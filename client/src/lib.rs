//! Execution engine for submitting transactions to, and querying, a meridian
//! ledger network.
//!
//! Every request runs through the same retry loop ([execute]) against a
//! rotating set of nodes. Per-node health is tracked by [health::NodeHealth] so
//! that a node that recently failed is skipped until its delay has elapsed.

pub mod any;
pub mod client;
pub mod config;
pub mod execute;
pub mod health;
#[cfg(any(test, feature = "mocks"))]
pub mod mocks;
pub mod network;
pub mod payload;
pub mod payloads;
pub mod query;
pub mod receipt;
pub mod transaction;
pub mod transport;

pub use any::AnyTransaction;
pub use client::{ChunkingConfig, Client, Operator};
pub use execute::ExecutionConfig;
pub use query::Query;
pub use receipt::TransactionResponse;
pub use transaction::{Transaction, TransactionSigner};

use commonware_cryptography::ed25519::PublicKey;
use commonware_utils::hex;
use meridian_types::{AccountId, ChecksumError, Status, TransactionId, TransactionKind};
use std::time::Duration;
use thiserror::Error;
use transport::TransportError;

/// Misconfiguration detected before anything is sent. Never retried.
#[derive(Error, Debug, Clone, PartialEq, Eq)]
pub enum ConfigurationError {
    #[error("max_attempts must be > 0")]
    ZeroAttempts,
    #[error("min backoff {min:?} must not exceed max backoff {max:?}")]
    BackoffRange { min: Duration, max: Duration },
    #[error("{field} must be > 0")]
    ZeroLimit { field: &'static str },
    #[error("node {0} is not part of the network")]
    UnknownNode(AccountId),
    #[error("no nodes to send to")]
    NoNodes,
    #[error("no operator configured")]
    NoOperator,
    #[error("no signer available for key {}", hex_key(.0))]
    SignerUnavailable(PublicKey),
    #[error("invalid URL scheme: {0} (expected http or https)")]
    InvalidScheme(String),
}

/// Error type for client operations.
#[derive(Error, Debug)]
pub enum Error {
    #[error("configuration error: {0}")]
    Configuration(#[from] ConfigurationError),
    #[error("transaction is already frozen")]
    AlreadyFrozen,
    #[error("transaction is not frozen")]
    NotFrozen,
    #[error("missing required field: {0}")]
    MissingField(&'static str),
    #[error("transaction is sealed")]
    Sealed,
    #[error("{0}")]
    ChecksumMismatch(#[from] ChecksumError),
    #[error("precheck failed for {} at node {node}: {status}", describe(.transaction_id))]
    PrecheckRejected {
        status: Status,
        transaction_id: Option<TransactionId>,
        node: AccountId,
    },
    #[error(
        "gave up on {} after {attempts} attempts (last status: {})",
        describe(.transaction_id),
        describe_status(.last)
    )]
    Timeout {
        attempts: usize,
        last: Option<Status>,
        transaction_id: Option<TransactionId>,
    },
    #[error("deadline exceeded for {}", describe(.transaction_id))]
    DeadlineExceeded { transaction_id: Option<TransactionId> },
    #[error("{transaction_id} was throttled at consensus twice")]
    ReceiptThrottled { transaction_id: TransactionId },
    #[error("{transaction_id} failed with status {status}")]
    ReceiptStatus {
        status: Status,
        transaction_id: TransactionId,
    },
    #[error("{} transactions cannot be scheduled", kind_name(.0))]
    NotSchedulable(TransactionKind),
    #[error("transaction body is {size} bytes (max {max})")]
    TransactionOversize { size: usize, max: usize },
    #[error("content needs {required} chunks (max {max})")]
    MaxChunksExceeded { required: usize, max: usize },
    #[error("query cost {cost} exceeds max payment {max}")]
    MaxQueryPaymentExceeded { cost: u64, max: u64 },
    #[error("invalid signature")]
    InvalidSignature,
    #[error("transport error: {0}")]
    Transport(#[from] TransportError),
    #[error("request for {} failed at node {node}: {source}", describe(.transaction_id))]
    RequestFailed {
        #[source]
        source: TransportError,
        transaction_id: Option<TransactionId>,
        node: AccountId,
    },
    #[error("invalid data: {0}")]
    InvalidData(#[from] commonware_codec::Error),
    #[error("node {node} answered {} with an undecodable reply: {source}", describe(.transaction_id))]
    InvalidResponse {
        #[source]
        source: commonware_codec::Error,
        transaction_id: Option<TransactionId>,
        node: AccountId,
    },
    #[error("unexpected response")]
    UnexpectedResponse,
}

impl Error {
    /// The transaction this error is about, where one exists.
    pub fn transaction_id(&self) -> Option<TransactionId> {
        match self {
            Self::PrecheckRejected { transaction_id, .. }
            | Self::Timeout { transaction_id, .. }
            | Self::DeadlineExceeded { transaction_id }
            | Self::RequestFailed { transaction_id, .. }
            | Self::InvalidResponse { transaction_id, .. } => *transaction_id,
            Self::ReceiptThrottled { transaction_id }
            | Self::ReceiptStatus { transaction_id, .. } => Some(*transaction_id),
            _ => None,
        }
    }

    /// The network rejected (or never settled) the request, as opposed to a
    /// local misuse of the API.
    pub fn is_network(&self) -> bool {
        matches!(
            self,
            Self::PrecheckRejected { .. }
                | Self::Timeout { .. }
                | Self::DeadlineExceeded { .. }
                | Self::ReceiptThrottled { .. }
                | Self::ReceiptStatus { .. }
                | Self::Transport(_)
                | Self::RequestFailed { .. }
                | Self::InvalidResponse { .. }
        )
    }
}

fn describe(transaction_id: &Option<TransactionId>) -> String {
    transaction_id.map_or_else(|| "request".to_string(), |id| id.to_string())
}

fn describe_status(status: &Option<Status>) -> String {
    status.map_or_else(|| "none".to_string(), |status| status.to_string())
}

fn hex_key(key: &PublicKey) -> String {
    hex(key.as_ref())
}

fn kind_name(kind: &TransactionKind) -> &'static str {
    kind.name()
}

/// Result type for client operations.
pub type Result<T> = std::result::Result<T, Error>;

#[cfg(test)]
mod tests;
use crate::{
    query::QueryPayload,
    transport::{Method, Service},
    Error, Result,
};
use meridian_types::{AccountId, AccountInfo, ChecksumError, LedgerId, QueryAnswer, QueryData};

/// Full account state. Paid: each answering node receives a transfer.
#[derive(Clone, Copy, Debug, PartialEq, Eq)]
pub struct AccountInfoQuery {
    pub account_id: AccountId,
}

impl AccountInfoQuery {
    pub fn new(account_id: AccountId) -> Self {
        Self { account_id }
    }
}

impl QueryPayload for AccountInfoQuery {
    type Output = AccountInfo;

    fn method(&self) -> Method {
        Method::new(Service::Crypto, "getAccountInfo")
    }

    fn is_paid(&self) -> bool {
        true
    }

    fn data(&self) -> QueryData {
        QueryData::AccountInfo {
            account_id: self.account_id,
        }
    }

    fn validate_checksums(&self, ledger: &LedgerId) -> std::result::Result<(), ChecksumError> {
        self.account_id.validate_checksum(ledger)
    }

    fn make_output(answer: QueryAnswer) -> Result<AccountInfo> {
        match answer {
            QueryAnswer::Info(info) => Ok(info),
            _ => Err(Error::UnexpectedResponse),
        }
    }
}
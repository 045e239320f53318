//! Entity identifiers (`shard.realm.num`) with optional address checksums.

use crate::checksum::{self, ChecksumError, LedgerId, MAX_CHECKSUM_LENGTH};
use bytes::{Buf, BufMut};
use commonware_codec::{EncodeSize, Error, Read, ReadExt, Write};
use std::{
    fmt,
    hash::{Hash, Hasher},
    str::FromStr,
};
use thiserror::Error;

/// Failure to parse a textual entity id.
#[derive(Error, Debug, Clone, PartialEq, Eq)]
#[error("invalid {kind} id `{value}`: {reason}")]
pub struct IdError {
    pub kind: &'static str,
    pub value: String,
    pub reason: &'static str,
}

/// A checksum suffix as written by the user (lowercase ASCII letters).
#[derive(Clone, Copy, PartialEq, Eq)]
pub struct Checksum {
    letters: [u8; MAX_CHECKSUM_LENGTH],
    len: u8,
}

impl Checksum {
    pub fn parse(value: &str) -> Option<Self> {
        if value.is_empty()
            || value.len() > MAX_CHECKSUM_LENGTH
            || !value.bytes().all(|b| b.is_ascii_lowercase())
        {
            return None;
        }
        let mut letters = [0u8; MAX_CHECKSUM_LENGTH];
        letters[..value.len()].copy_from_slice(value.as_bytes());
        Some(Self {
            letters,
            len: value.len() as u8,
        })
    }

    pub fn as_str(&self) -> &str {
        // Only ASCII letters are ever stored.
        std::str::from_utf8(&self.letters[..self.len as usize]).unwrap_or_default()
    }
}

impl fmt::Debug for Checksum {
    fn fmt(&self, f: &mut fmt::Formatter<'_>) -> fmt::Result {
        write!(f, "{:?}", self.as_str())
    }
}

impl fmt::Display for Checksum {
    fn fmt(&self, f: &mut fmt::Formatter<'_>) -> fmt::Result {
        f.write_str(self.as_str())
    }
}

/// The numeric part shared by every entity id.
#[derive(Clone, Copy, Debug, Default, PartialEq, Eq, Hash, PartialOrd, Ord)]
pub struct EntityId {
    pub shard: u64,
    pub realm: u64,
    pub num: u64,
}

impl EntityId {
    pub const fn new(shard: u64, realm: u64, num: u64) -> Self {
        Self { shard, realm, num }
    }

    /// Parse `shard.realm.num` with an optional `-checksum` suffix.
    fn parse(kind: &'static str, value: &str) -> Result<(Self, Option<Checksum>), IdError> {
        let err = |reason| IdError {
            kind,
            value: value.to_string(),
            reason,
        };
        let (address, checksum) = match value.split_once('-') {
            Some((address, checksum)) => (
                address,
                Some(Checksum::parse(checksum).ok_or_else(|| err("malformed checksum"))?),
            ),
            None => (value, None),
        };
        let mut parts = address.split('.');
        let mut next = || -> Result<u64, IdError> {
            let part = parts.next().ok_or_else(|| err("expected shard.realm.num"))?;
            if part.is_empty() || !part.bytes().all(|b| b.is_ascii_digit()) {
                return Err(err("components must be decimal digits"));
            }
            part.parse().map_err(|_| err("component out of range"))
        };
        let id = Self::new(next()?, next()?, next()?);
        if parts.next().is_some() {
            return Err(err("expected shard.realm.num"));
        }
        Ok((id, checksum))
    }
}

impl fmt::Display for EntityId {
    fn fmt(&self, f: &mut fmt::Formatter<'_>) -> fmt::Result {
        write!(f, "{}.{}.{}", self.shard, self.realm, self.num)
    }
}

impl Write for EntityId {
    fn write(&self, writer: &mut impl BufMut) {
        self.shard.write(writer);
        self.realm.write(writer);
        self.num.write(writer);
    }
}

impl Read for EntityId {
    type Cfg = ();

    fn read_cfg(reader: &mut impl Buf, _: &Self::Cfg) -> Result<Self, Error> {
        Ok(Self {
            shard: u64::read(reader)?,
            realm: u64::read(reader)?,
            num: u64::read(reader)?,
        })
    }
}

impl EncodeSize for EntityId {
    fn encode_size(&self) -> usize {
        self.shard.encode_size() + self.realm.encode_size() + self.num.encode_size()
    }
}

/// Declares a typed entity id.
///
/// Equality, ordering and hashing only consider the numeric part; the
/// checksum is carried for validation and never encoded on the wire.
macro_rules! entity_id {
    ($(#[$doc:meta])* $name:ident, $kind:literal) => {
        $(#[$doc])*
        #[derive(Clone, Copy, Debug, Default)]
        pub struct $name {
            pub shard: u64,
            pub realm: u64,
            pub num: u64,
            pub checksum: Option<Checksum>,
        }

        impl $name {
            pub const fn new(shard: u64, realm: u64, num: u64) -> Self {
                Self {
                    shard,
                    realm,
                    num,
                    checksum: None,
                }
            }

            pub const fn entity(&self) -> EntityId {
                EntityId::new(self.shard, self.realm, self.num)
            }

            /// Render the id with the checksum computed for `ledger`.
            pub fn to_string_with_checksum(&self, ledger: &LedgerId) -> String {
                let address = self.entity().to_string();
                let checksum = checksum::checksum(ledger, &address);
                format!("{address}-{checksum}")
            }

            /// Check the parsed checksum (if any) against `ledger`.
            pub fn validate_checksum(&self, ledger: &LedgerId) -> Result<(), ChecksumError> {
                checksum::validate(
                    ledger,
                    &self.entity().to_string(),
                    self.checksum.as_ref().map(Checksum::as_str),
                )
            }
        }

        impl From<EntityId> for $name {
            fn from(id: EntityId) -> Self {
                Self::new(id.shard, id.realm, id.num)
            }
        }

        impl PartialEq for $name {
            fn eq(&self, other: &Self) -> bool {
                self.entity() == other.entity()
            }
        }

        impl Eq for $name {}

        impl Hash for $name {
            fn hash<H: Hasher>(&self, state: &mut H) {
                self.entity().hash(state);
            }
        }

        impl PartialOrd for $name {
            fn partial_cmp(&self, other: &Self) -> Option<std::cmp::Ordering> {
                Some(self.cmp(other))
            }
        }

        impl Ord for $name {
            fn cmp(&self, other: &Self) -> std::cmp::Ordering {
                self.entity().cmp(&other.entity())
            }
        }

        impl fmt::Display for $name {
            fn fmt(&self, f: &mut fmt::Formatter<'_>) -> fmt::Result {
                fmt::Display::fmt(&self.entity(), f)
            }
        }

        impl FromStr for $name {
            type Err = IdError;

            fn from_str(s: &str) -> Result<Self, Self::Err> {
                let (id, checksum) = EntityId::parse($kind, s)?;
                Ok(Self {
                    checksum,
                    ..Self::from(id)
                })
            }
        }

        impl Write for $name {
            fn write(&self, writer: &mut impl BufMut) {
                self.entity().write(writer);
            }
        }

        impl Read for $name {
            type Cfg = ();

            fn read_cfg(reader: &mut impl Buf, _: &Self::Cfg) -> Result<Self, Error> {
                EntityId::read(reader).map(Self::from)
            }
        }

        impl EncodeSize for $name {
            fn encode_size(&self) -> usize {
                self.entity().encode_size()
            }
        }
    };
}

entity_id!(
    /// An account (also used for node accounts and payers).
    AccountId,
    "account"
);
entity_id!(FileId, "file");
entity_id!(TopicId, "topic");
entity_id!(ScheduleId, "schedule");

What is needed —
When the word "ReceiptThrottled" shows up in a line of the entries, report that line.

Exercise solution —
    ReceiptThrottled { transaction_id: TransactionId },
            Self::ReceiptThrottled { transaction_id }
                | Self::ReceiptThrottled { .. }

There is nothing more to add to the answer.